Half of the difficulty in tackling Mercury is in the preparation. You need a pre placed belay rope because of the loose nature of the top out. This has to be positioned above the main slab. However you also need an ab rope which is positioned across to the right facing out. This requires an 80m odd diagonal descent to reach the starting ledge.
So it was some last minute skills training for me in how to pass a knot. To be fair I love all of this. It’s part of the overall event of climbing a route like Mercury. But what it does do is add to the nerves. Mercury is a serious route. Probably not the most technically difficult route, but the difficulty level is high because of all the paraphernalia that accompanies it.
The first pitch strikes up the corner crack aiming for a very convenient ledge at half height. A series of jamming and bridging moves gets you to the offwidth crack. This stopped me dead in my tracks. To be fair I initially didnt have a clue how I was going to get up it. A few nervous giggles later I launched into a series of udge’s and grunts (technical lingo) that enabled me to gain enough height to take advantage of a convenient foot placement and the placing of a ‘thank God’ cam in a small undercut. Dutch courage restored I gave it everything to pull up through to the flake making it by the skin of my teeth. How satisfying was that!
My work done I relaxed on the ledge as Nick came up choosing to completely reverse my technique facing left rather than right. It worked though and we both contemplated pitch two from the ledge.
Woo Hwoo. Pitch two is a different proposition completely. It didnt help that we’d left the guidebook behind and the line is not obvious. Nick set about making it ten times as difficult as it should be. Bloody show off! Commiting to a really thin traverse across to a dubious looking peg in the middle of the upper face I muttered encouragement. 25ft out with no gear, the peg decided to fall off as Nick clearly looked at it too harshly. Three rubbish bits of gear later Nick set off up the head wall finding little else in the way of protection and finally deciding to traverse back left a put some gear in the top of the original groove.

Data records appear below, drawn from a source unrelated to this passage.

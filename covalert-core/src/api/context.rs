// SPDX-FileCopyrightText: 2026 Mattia Egloff <mattia.egloff@pm.me>
//
// SPDX-License-Identifier: GPL-3.0-or-later

//! Device Context
//!
//! Everything one device owns: its database, key store, clock, cached
//! shared secret, pending contact batch and event handlers. Protocol
//! components borrow the context through an `Arc`; several contexts can live
//! in one process to simulate several devices.

use std::sync::Arc;

use parking_lot::{Mutex, MutexGuard, RwLock};
use tracing::{debug, warn};

use super::clock::{Clock, SystemClock};
use super::config::ClientConfig;
use super::error::{ProtocolError, ProtocolResult};
use super::events::{self, CovAlertEvent, EventDispatcher, EventHandler};
use crate::contact::{ContactBatch, ContactRecord, ProximitySource};
use crate::crypto::{MacKey, SymmetricKey};
use crate::registration::{Registration, SharedSecret, KEY_REQUEST_AUTH};
use crate::status::{ExposureStatus, SyncPhase};
use crate::storage::{MemoryKeyStorage, SecureStorage, Storage, StorageError};

/// Explicitly owned per-device state.
pub struct DeviceContext {
    storage: Mutex<Storage>,
    key_store: Arc<dyn SecureStorage>,
    clock: Arc<dyn Clock>,
    events: RwLock<EventDispatcher>,
    secret: RwLock<Option<SharedSecret>>,
    phase: Mutex<SyncPhase>,
    /// Serializes key generation and key-store writes.
    key_lock: Mutex<()>,
    /// Held for the whole register exchange.
    registration_gate: tokio::sync::Mutex<()>,
    /// Held for the whole status exchange.
    sync_gate: tokio::sync::Mutex<()>,
}

impl DeviceContext {
    /// Opens a device context.
    ///
    /// Uses `config.storage_path` for the database, or memory when unset.
    /// A previously completed registration is restored so `current_secret`
    /// survives restarts.
    pub fn open(
        config: &ClientConfig,
        storage_key: SymmetricKey,
        key_store: Arc<dyn SecureStorage>,
    ) -> ProtocolResult<Self> {
        let storage = match &config.storage_path {
            Some(path) => Storage::open(path, storage_key)?,
            None => Storage::in_memory(storage_key)?,
        };
        Self::from_parts(storage, key_store, Arc::new(SystemClock))
    }

    /// Creates a context with in-memory database and key store.
    pub fn in_memory() -> ProtocolResult<Self> {
        Self::from_parts(
            Storage::in_memory(SymmetricKey::generate())?,
            Arc::new(MemoryKeyStorage::new()),
            Arc::new(SystemClock),
        )
    }

    /// Builds a context from already opened parts.
    pub fn from_parts(
        storage: Storage,
        key_store: Arc<dyn SecureStorage>,
        clock: Arc<dyn Clock>,
    ) -> ProtocolResult<Self> {
        let secret = restore_secret(&storage, key_store.as_ref())?;
        Ok(DeviceContext {
            storage: Mutex::new(storage),
            key_store,
            clock,
            events: RwLock::new(EventDispatcher::new()),
            secret: RwLock::new(secret),
            phase: Mutex::new(SyncPhase::Idle),
            key_lock: Mutex::new(()),
            registration_gate: tokio::sync::Mutex::new(()),
            sync_gate: tokio::sync::Mutex::new(()),
        })
    }

    /// Replaces the time source.
    pub fn with_clock(mut self, clock: Arc<dyn Clock>) -> Self {
        self.clock = clock;
        self
    }

    // === Identity ===

    /// The shared secret, None before registration completes.
    pub fn current_secret(&self) -> Option<SharedSecret> {
        self.secret.read().clone()
    }

    pub fn is_registered(&self) -> bool {
        self.secret.read().is_some()
    }

    /// The stored registration record.
    pub fn registration(&self) -> ProtocolResult<Option<Registration>> {
        Ok(self.storage.lock().load_registration()?)
    }

    // === Contacts ===

    /// Appends records to the device's pending batch.
    pub fn record_contacts<I>(&self, records: I) -> ProtocolResult<usize>
    where
        I: IntoIterator<Item = ContactRecord>,
    {
        let records: Vec<ContactRecord> = records.into_iter().collect();
        if records.is_empty() {
            return Ok(0);
        }
        let now = self.clock.now();
        let stored = self
            .storage
            .lock()
            .append_pending_contacts(&records, now)?;
        debug!(stored, "contacts recorded");
        Ok(stored)
    }

    /// Drains a proximity source into the pending batch.
    pub fn collect_from(&self, source: &dyn ProximitySource) -> ProtocolResult<usize> {
        let records = source.drain()?;
        self.record_contacts(records)
    }

    /// A copy of the pending batch.
    pub fn pending_batch(&self) -> ProtocolResult<ContactBatch> {
        Ok(self.storage.lock().load_pending_batch()?.batch)
    }

    pub fn pending_count(&self) -> ProtocolResult<usize> {
        Ok(self.storage.lock().pending_contact_count()?)
    }

    // === Status ===

    /// The last exposure verdict, if any.
    pub fn exposure_status(&self) -> ProtocolResult<Option<ExposureStatus>> {
        Ok(self.storage.lock().load_exposure_status()?)
    }

    /// Current phase of the status sync state machine.
    pub fn sync_phase(&self) -> SyncPhase {
        *self.phase.lock()
    }

    // === Events ===

    /// Adds an event handler.
    pub fn add_event_handler(&self, handler: Arc<dyn EventHandler>) {
        self.events.write().add_handler(handler);
    }

    // === Crate internals ===

    pub(crate) fn storage(&self) -> MutexGuard<'_, Storage> {
        self.storage.lock()
    }

    pub(crate) fn key_store(&self) -> &dyn SecureStorage {
        self.key_store.as_ref()
    }

    pub(crate) fn clock(&self) -> &dyn Clock {
        self.clock.as_ref()
    }

    pub(crate) fn key_lock(&self) -> MutexGuard<'_, ()> {
        self.key_lock.lock()
    }

    pub(crate) fn registration_gate(&self) -> &tokio::sync::Mutex<()> {
        &self.registration_gate
    }

    pub(crate) fn sync_gate(&self) -> &tokio::sync::Mutex<()> {
        &self.sync_gate
    }

    pub(crate) fn set_secret(&self, secret: Option<SharedSecret>) {
        *self.secret.write() = secret;
    }

    pub(crate) fn set_phase(&self, phase: SyncPhase) {
        let changed = {
            let mut current = self.phase.lock();
            let changed = *current != phase;
            *current = phase;
            changed
        };
        if changed {
            debug!(?phase, "sync phase");
            self.emit(CovAlertEvent::SyncPhaseChanged { phase });
        }
    }

    pub(crate) fn emit(&self, event: CovAlertEvent) {
        // Handlers may register further handlers
        let handlers = self.events.read().snapshot();
        events::deliver(&handlers, &event);
    }
}

fn restore_secret(
    storage: &Storage,
    key_store: &dyn SecureStorage,
) -> Result<Option<SharedSecret>, ProtocolError> {
    let Some(registration) = storage.load_registration()? else {
        return Ok(None);
    };
    match key_store.load_key(KEY_REQUEST_AUTH)? {
        Some(bytes) => {
            let bytes: [u8; 32] = bytes.try_into().map_err(|_| {
                StorageError::Serialization("request key must be 32 bytes".into())
            })?;
            Ok(Some(SharedSecret::new(
                registration.device_id,
                MacKey::from_bytes(bytes),
            )))
        }
        None => {
            warn!("registration present but request key missing; treating device as unregistered");
            Ok(None)
        }
    }
}
//! Time source.
//!
//! Request MACs and exposure dates use seconds since the Unix epoch.

use std::sync::atomic::{AtomicU64, Ordering};

/// Source of the current time.
pub trait Clock: Send + Sync {
    /// Seconds since the Unix epoch.
    fn now(&self) -> u64;
}

/// Wall clock.
#[derive(Debug, Default, Clone, Copy)]
pub struct SystemClock;

impl Clock for SystemClock {
    fn now(&self) -> u64 {
        std::time::SystemTime::now()
            .duration_since(std::time::UNIX_EPOCH)
            .map(|d| d.as_secs())
            .unwrap_or_default()
    }
}

/// Settable clock for tests and simulated devices.
#[derive(Debug, Default)]
pub struct FixedClock {
    now: AtomicU64,
}

impl FixedClock {
    pub fn new(now: u64) -> Self {
        FixedClock {
            now: AtomicU64::new(now),
        }
    }

    pub fn set(&self, now: u64) {
        self.now.store(now, Ordering::SeqCst);
    }

    pub fn advance(&self, secs: u64) {
        self.now.fetch_add(secs, Ordering::SeqCst);
    }
}

impl Clock for FixedClock {
    fn now(&self) -> u64 {
        self.now.load(Ordering::SeqCst)
    }
}
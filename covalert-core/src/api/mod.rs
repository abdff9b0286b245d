// SPDX-FileCopyrightText: 2026 Mattia Egloff <mattia.egloff@pm.me>
//
// SPDX-License-Identifier: GPL-3.0-or-later

//! API Layer
//!
//! Shared plumbing for the three protocol flows.
//!
//! # Example
//!
//! ```ignore
//! use std::sync::Arc;
//! use covalert_core::api::{ClientConfig, DeviceContext};
//! use covalert_core::network::HttpTransport;
//! use covalert_core::registration::KeyExchange;
//!
//! let config = ClientConfig::default().with_server_url("https://api.covalert.example");
//! let ctx = Arc::new(DeviceContext::in_memory()?);
//! let transport = Arc::new(HttpTransport::new(&config)?);
//!
//! let exchange = KeyExchange::new(ctx.clone(), transport.clone(), config.clone());
//! let challenge = exchange.fetch_captcha(CaptchaKind::Image, "en").await?;
//! // ... user solves the captcha, for as long as it takes ...
//! exchange.register(challenge, "ABC123", None).await?;
//! ```
//!
//! # Module Structure
//!
//! - [`error`] - Unified error type and recovery categories
//! - [`config`] - Client configuration
//! - [`context`] - Per-device owned state
//! - [`events`] - Event system for callbacks
//! - [`clock`] - Time source
//! - [`retry`] - Backoff for transient failures

pub(crate) mod call;
pub mod clock;
pub mod config;
pub mod context;
pub mod error;
pub mod events;
pub mod retry;

pub use clock::{Clock, FixedClock, SystemClock};
pub use config::{ClientConfig, PROTOCOL_VERSION};
pub use context::DeviceContext;
pub use error::{ErrorCategory, ProtocolError, ProtocolResult};
pub use events::{CallbackHandler, CovAlertEvent, EventDispatcher, EventHandler};
pub use retry::{retry_with_backoff, RetryPolicy};
// SPDX-FileCopyrightText: 2026 Mattia Egloff <mattia.egloff@pm.me>
//
// SPDX-License-Identifier: GPL-3.0-or-later

//! Proximity Contacts
//!
//! A [`ContactRecord`] is one observed short-range proximity event, produced
//! by the scanning collaborator. Records are collected into a
//! [`ContactBatch`] and reported to the server as a single unit.

pub mod codec;
pub mod proximity;

pub use codec::{CodecError, ContactCodec, RECORD_SIZE};
pub use proximity::{MockProximitySource, ProximityError, ProximitySource};

use serde::{Deserialize, Serialize};
use thiserror::Error;

/// Maximum length of the pseudonymous identifier in bytes.
pub const MAX_MAC_LEN: usize = 16;

/// Errors raised when constructing a contact record.
#[derive(Error, Debug, Clone, PartialEq, Eq)]
pub enum ContactError {
    #[error("mac identifier is {len} bytes (max {MAX_MAC_LEN})")]
    MacTooLong { len: usize },
}

/// One observed proximity event.
///
/// Immutable once created. The serde form is the wire shape
/// `{timeCollectedOnDevice, timeFromHelloMessage, mac, rssiRaw, rssiCalibrated}`.
#[derive(Debug, Clone, PartialEq, Eq, Hash, Serialize, Deserialize)]
#[serde(rename_all = "camelCase", try_from = "RawContactRecord")]
pub struct ContactRecord {
    time_collected_on_device: u64,
    time_from_hello_message: u16,
    mac: String,
    rssi_raw: i16,
    rssi_calibrated: i16,
}

#[derive(Deserialize)]
#[serde(rename_all = "camelCase")]
struct RawContactRecord {
    time_collected_on_device: u64,
    time_from_hello_message: u16,
    mac: String,
    rssi_raw: i16,
    rssi_calibrated: i16,
}

impl TryFrom<RawContactRecord> for ContactRecord {
    type Error = ContactError;

    fn try_from(raw: RawContactRecord) -> Result<Self, Self::Error> {
        ContactRecord::new(
            raw.time_collected_on_device,
            raw.time_from_hello_message,
            raw.mac,
            raw.rssi_raw,
            raw.rssi_calibrated,
        )
    }
}

impl ContactRecord {
    /// Creates a record, rejecting identifiers that do not fit the binary layout.
    pub fn new(
        time_collected_on_device: u64,
        time_from_hello_message: u16,
        mac: impl Into<String>,
        rssi_raw: i16,
        rssi_calibrated: i16,
    ) -> Result<Self, ContactError> {
        let mac = mac.into();
        if mac.len() > MAX_MAC_LEN {
            return Err(ContactError::MacTooLong { len: mac.len() });
        }
        Ok(ContactRecord {
            time_collected_on_device,
            time_from_hello_message,
            mac,
            rssi_raw,
            rssi_calibrated,
        })
    }

    pub fn time_collected_on_device(&self) -> u64 {
        self.time_collected_on_device
    }

    pub fn time_from_hello_message(&self) -> u16 {
        self.time_from_hello_message
    }

    /// Rotating pseudonymous identifier of the remote device.
    pub fn mac(&self) -> &str {
        &self.mac
    }

    pub fn rssi_raw(&self) -> i16 {
        self.rssi_raw
    }

    pub fn rssi_calibrated(&self) -> i16 {
        self.rssi_calibrated
    }
}

/// Ordered sequence of contact records reported together.
///
/// Order is irrelevant to the server but preserved so that encoding is
/// deterministic.
#[derive(Debug, Clone, Default, PartialEq, Eq, Serialize, Deserialize)]
#[serde(transparent)]
pub struct ContactBatch {
    records: Vec<ContactRecord>,
}

impl ContactBatch {
    /// Creates an empty batch.
    pub fn new() -> Self {
        ContactBatch {
            records: Vec::new(),
        }
    }

    /// Appends a record.
    pub fn push(&mut self, record: ContactRecord) {
        self.records.push(record);
    }

    /// Returns the records in insertion order.
    pub fn records(&self) -> &[ContactRecord] {
        &self.records
    }

    pub fn iter(&self) -> std::slice::Iter<'_, ContactRecord> {
        self.records.iter()
    }

    pub fn len(&self) -> usize {
        self.records.len()
    }

    pub fn is_empty(&self) -> bool {
        self.records.is_empty()
    }

    /// Removes all records. Only called after a committed report.
    pub(crate) fn clear(&mut self) {
        self.records.clear();
    }
}

impl From<Vec<ContactRecord>> for ContactBatch {
    fn from(records: Vec<ContactRecord>) -> Self {
        ContactBatch { records }
    }
}

impl FromIterator<ContactRecord> for ContactBatch {
    fn from_iter<I: IntoIterator<Item = ContactRecord>>(iter: I) -> Self {
        ContactBatch {
            records: iter.into_iter().collect(),
        }
    }
}

impl Extend<ContactRecord> for ContactBatch {
    fn extend<I: IntoIterator<Item = ContactRecord>>(&mut self, iter: I) {
        self.records.extend(iter);
    }
}

impl<'a> IntoIterator for &'a ContactBatch {
    type Item = &'a ContactRecord;
    type IntoIter = std::slice::Iter<'a, ContactRecord>;

    fn into_iter(self) -> Self::IntoIter {
        self.records.iter()
    }
}

#[cfg(test)]
mod tests {
    use super::*;

    #[test]
    fn test_record_rejects_long_mac() {
        let result = ContactRecord::new(1, 2, "x".repeat(MAX_MAC_LEN + 1), -60, -55);
        assert_eq!(result, Err(ContactError::MacTooLong { len: 17 }));
    }

    #[test]
    fn test_record_wire_field_names() {
        let record = ContactRecord::new(3_800_000_000, 150, "AbCdEfGh", -70, -64).unwrap();
        let json = serde_json::to_value(&record).unwrap();

        assert_eq!(json["timeCollectedOnDevice"], 3_800_000_000u64);
        assert_eq!(json["timeFromHelloMessage"], 150);
        assert_eq!(json["mac"], "AbCdEfGh");
        assert_eq!(json["rssiRaw"], -70);
        assert_eq!(json["rssiCalibrated"], -64);
    }

    #[test]
    fn test_record_deserialize_applies_checks() {
        let json = r#"{"timeCollectedOnDevice":1,"timeFromHelloMessage":2,
            "mac":"ABCDEFGHIJKLMNOPQ","rssiRaw":-1,"rssiCalibrated":-2}"#;
        assert!(serde_json::from_str::<ContactRecord>(json).is_err());
    }

    #[test]
    fn test_time_from_hello_rejects_out_of_range() {
        let json = r#"{"timeCollectedOnDevice":1,"timeFromHelloMessage":70000,
            "mac":"m","rssiRaw":-1,"rssiCalibrated":-2}"#;
        assert!(serde_json::from_str::<ContactRecord>(json).is_err());
    }

    #[test]
    fn test_batch_preserves_order() {
        let batch: ContactBatch = (0..3)
            .map(|i| ContactRecord::new(i, 0, format!("m{}", i), -50, -50).unwrap())
            .collect();

        let macs: Vec<&str> = batch.iter().map(|r| r.mac()).collect();
        assert_eq!(macs, vec!["m0", "m1", "m2"]);
    }
}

As it turned out this is where he should have started the traverse, but Nick clearly wanted to the crux moves at least three times to get full satisfaction out of the climb. It was an amazing effort in my opinion. Having made the same set of moves a bit later I know I wouldnt have been able to keep my head together.
In the end though it all turned out well with loads of whoops accompanying the completion of a really memorable route, probably the high point of my climbing so far in terms of an overall accomplishment and a fantastic day out at Gowla.
I’ve done Mercury for God’s sake!!!!